Gelaran pesta demokrasi terbesar bangsa Indonesia pada 2019 telah memenangkan pasangan Joko Widodo (Jokowi) dan KH Ma’ruf Amin sebagai Presiden dan Wakil Presiden Republik Indonesia terpilih. Kemenangan itu mengungguli perolehan duet Prabowo-Sandiaga Uno berdasarkan perhitungan suara manual Komisi Pemilihan Umum (KPU).
Keberhasilan Jokowi-Ma’ruf Amin unggul di perolehan suara nasional KPU ini merupakan kerja keras seluruh komponen dalam Tim Kampanye Nasional (TKN), tak terkecuali tim media sosial yang sangat gencar mengkampanyekan pasangan tersebut.
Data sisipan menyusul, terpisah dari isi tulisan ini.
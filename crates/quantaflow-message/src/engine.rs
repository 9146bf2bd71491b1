//! External collaborator seams: execution engine and local console.
//!
//! This crate only produces `PlanMessage`s. Submitting one for execution and
//! rendering a sink's output locally belong to other components; the traits
//! here are the full extent of what the plan core knows about them.

use serde::{Deserialize, Serialize};
use std::fmt;
use uuid::Uuid;

use quantaflow_core::error::Result;
use quantaflow_core::id::OperatorId;

use crate::message::PlanMessage;

#[derive(Debug, Clone, Copy, PartialEq, Eq, Hash, Serialize, Deserialize)]
#[serde(transparent)]
pub struct JobId(pub Uuid);

impl JobId {
    pub fn random() -> Self {
        Self(Uuid::new_v4())
    }
}

impl fmt::Display for JobId {
    fn fmt(&self, f: &mut fmt::Formatter<'_>) -> fmt::Result {
        write!(f, "{}", self.0)
    }
}

#[derive(Debug, Clone, Copy, PartialEq, Eq, Serialize, Deserialize)]
#[serde(rename_all = "snake_case")]
pub enum JobStatus {
    Accepted,
    Running,
    Completed,
    Failed,
}

/// What an engine hands back for one submitted plan.
#[derive(Debug, Clone, PartialEq, Eq, Serialize, Deserialize)]
pub struct JobHandle {
    pub id: JobId,
    pub status: JobStatus,
}

impl JobHandle {
    pub fn accepted() -> Self {
        Self {
            id: JobId::random(),
            status: JobStatus::Accepted,
        }
    }
}

/// Accepts one complete plan message and returns an execution handle.
pub trait ExecutionEngine {
    fn submit(&self, message: &PlanMessage) -> Result<JobHandle>;
}

/// Streams the output of one sink locally instead of submitting the plan.
pub trait ConsoleRenderer {
    fn render(&self, message: &PlanMessage, sink: OperatorId) -> Result<()>;
}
Hal tersebut dipaparkannya saat menghadiri acara peluncuran buku Tarung Digital, Propaganda Komputasional di Berbagai Negara karangan Agus Sudibyo, secara virtual di Jakarta.
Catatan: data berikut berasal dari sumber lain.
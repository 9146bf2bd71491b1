//! UDF encoding: turning builder-side references into wire payloads.
//!
//! The provider interface is deliberately narrow: given an opaque `UdfRef`,
//! either produce something the engine can consume or refuse with
//! `UnserializableUdf`. A refusal aborts the whole serialize call; there is
//! no best-effort partial plan.

use quantaflow_core::config::ClientConfig;
use quantaflow_core::error::{PlanError, Result};
use quantaflow_core::udf::{UdfCatalog, UdfRef};

use crate::message::EncodedUdf;

/// Collaborator interface consumed by the serializer.
pub trait UdfEncoder {
    fn encode(&self, udf: &UdfRef) -> Result<EncodedUdf>;
}

/// Permissive encoder: any non-empty symbolic name passes through; bytecode
/// must fit the payload cap.
#[derive(Debug, Clone)]
pub struct SymbolicUdfEncoder {
    max_payload_bytes: usize,
}

impl SymbolicUdfEncoder {
    pub fn new(max_payload_bytes: usize) -> Self {
        Self { max_payload_bytes }
    }

    pub fn from_config(config: &ClientConfig) -> Self {
        Self::new(config.max_udf_payload_bytes)
    }
}

impl Default for SymbolicUdfEncoder {
    fn default() -> Self {
        Self::from_config(&ClientConfig::default())
    }
}

impl UdfEncoder for SymbolicUdfEncoder {
    fn encode(&self, udf: &UdfRef) -> Result<EncodedUdf> {
        match udf {
            UdfRef::Symbolic { name } => {
                if name.is_empty() {
                    return Err(PlanError::UnserializableUdf(
                        "symbolic UDF name is empty".into(),
                    ));
                }
                Ok(EncodedUdf::Symbolic { name: name.clone() })
            }
            UdfRef::Bytecode { payload } => {
                if payload.is_empty() {
                    return Err(PlanError::UnserializableUdf(
                        "bytecode UDF payload is empty".into(),
                    ));
                }
                if payload.len() > self.max_payload_bytes {
                    return Err(PlanError::UnserializableUdf(format!(
                        "bytecode payload of {} bytes exceeds the {}-byte cap",
                        payload.len(),
                        self.max_payload_bytes
                    )));
                }
                Ok(EncodedUdf::Bytecode {
                    payload: payload.clone(),
                })
            }
        }
    }
}

/// Strict encoder: symbolic names must exist in the engine's UDF catalog.
/// Bytecode is delegated to the permissive size checks.
#[derive(Debug, Clone)]
pub struct CatalogUdfEncoder {
    catalog: UdfCatalog,
    inner: SymbolicUdfEncoder,
}

impl CatalogUdfEncoder {
    pub fn new(catalog: UdfCatalog, max_payload_bytes: usize) -> Self {
        Self {
            catalog,
            inner: SymbolicUdfEncoder::new(max_payload_bytes),
        }
    }

    pub fn catalog(&self) -> &UdfCatalog {
        &self.catalog
    }
}

impl UdfEncoder for CatalogUdfEncoder {
    fn encode(&self, udf: &UdfRef) -> Result<EncodedUdf> {
        if let UdfRef::Symbolic { name } = udf {
            if !self.catalog.contains(name) {
                return Err(PlanError::UnserializableUdf(format!(
                    "'{name}' is not in the engine UDF catalog"
                )));
            }
        }
        self.inner.encode(udf)
    }
}

#[cfg(test)]
mod tests {
    use super::*;

    #[test]
    fn test_symbolic_passthrough() {
        let encoder = SymbolicUdfEncoder::default();
        let encoded = encoder.encode(&UdfRef::symbolic("lowercase")).unwrap();
        assert_eq!(
            encoded,
            EncodedUdf::Symbolic {
                name: "lowercase".into()
            }
        );
    }

    #[test]
    fn test_empty_symbolic_name_refused() {
        let encoder = SymbolicUdfEncoder::default();
        let err = encoder.encode(&UdfRef::symbolic("")).unwrap_err();
        assert!(matches!(err, PlanError::UnserializableUdf(_)));
    }

    #[test]
    fn test_bytecode_cap() {
        let encoder = SymbolicUdfEncoder::new(8);
        assert!(encoder.encode(&UdfRef::bytecode(vec![0u8; 8])).is_ok());
        let err = encoder.encode(&UdfRef::bytecode(vec![0u8; 9])).unwrap_err();
        assert!(matches!(err, PlanError::UnserializableUdf(_)));
    }

    #[test]
    fn test_catalog_rejects_unknown_names() {
        let mut catalog = UdfCatalog::new();
        catalog.register("odd_only");
        let encoder = CatalogUdfEncoder::new(catalog, 1024);

        assert!(encoder.encode(&UdfRef::symbolic("odd_only")).is_ok());
        let err = encoder.encode(&UdfRef::symbolic("even_only")).unwrap_err();
        assert!(matches!(err, PlanError::UnserializableUdf(_)));
    }
}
“Propaganda komputasional adalah kunci keberhasilan atau kegagalan kandidat Pilpres di 2024. Kita bisa belajar dari berbagai negara mengenai pemanfaatan dan penyalahgunaan berbagai platform media sosial untuk kebutuhan kampanye politik. Buku Tarung Digital memaparkan berbagai studi kasus riil yang terjadi di negara-negara demokrasi yang bisa menjadi pelajaran berharga bagi siapapun yang akan mempersiapkan diri untuk berkampanye di 2024,” ujar Sony dalam keterangan tertulisnya kepada SINDOnews, Jumat (9/4/2021).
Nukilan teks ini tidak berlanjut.